Saved data entries
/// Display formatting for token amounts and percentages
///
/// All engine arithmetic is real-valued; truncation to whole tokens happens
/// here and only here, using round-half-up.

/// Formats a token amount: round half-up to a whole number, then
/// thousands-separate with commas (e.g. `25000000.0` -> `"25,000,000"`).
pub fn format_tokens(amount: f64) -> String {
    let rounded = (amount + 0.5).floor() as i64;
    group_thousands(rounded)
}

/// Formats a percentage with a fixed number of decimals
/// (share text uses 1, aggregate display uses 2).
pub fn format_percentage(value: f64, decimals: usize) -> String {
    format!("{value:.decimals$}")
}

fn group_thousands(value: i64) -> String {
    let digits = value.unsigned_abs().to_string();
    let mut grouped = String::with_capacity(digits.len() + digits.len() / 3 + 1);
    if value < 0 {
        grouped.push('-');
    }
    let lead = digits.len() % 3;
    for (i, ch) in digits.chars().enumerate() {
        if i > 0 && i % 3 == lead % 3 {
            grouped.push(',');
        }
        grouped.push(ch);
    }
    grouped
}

[Task brief]: Find the word "decimals" in the entries and show each line where it is found.

[Answer section]:
/// Formats a percentage with a fixed number of decimals
pub fn format_percentage(value: f64, decimals: usize) -> String {
    format!("{value:.decimals$}")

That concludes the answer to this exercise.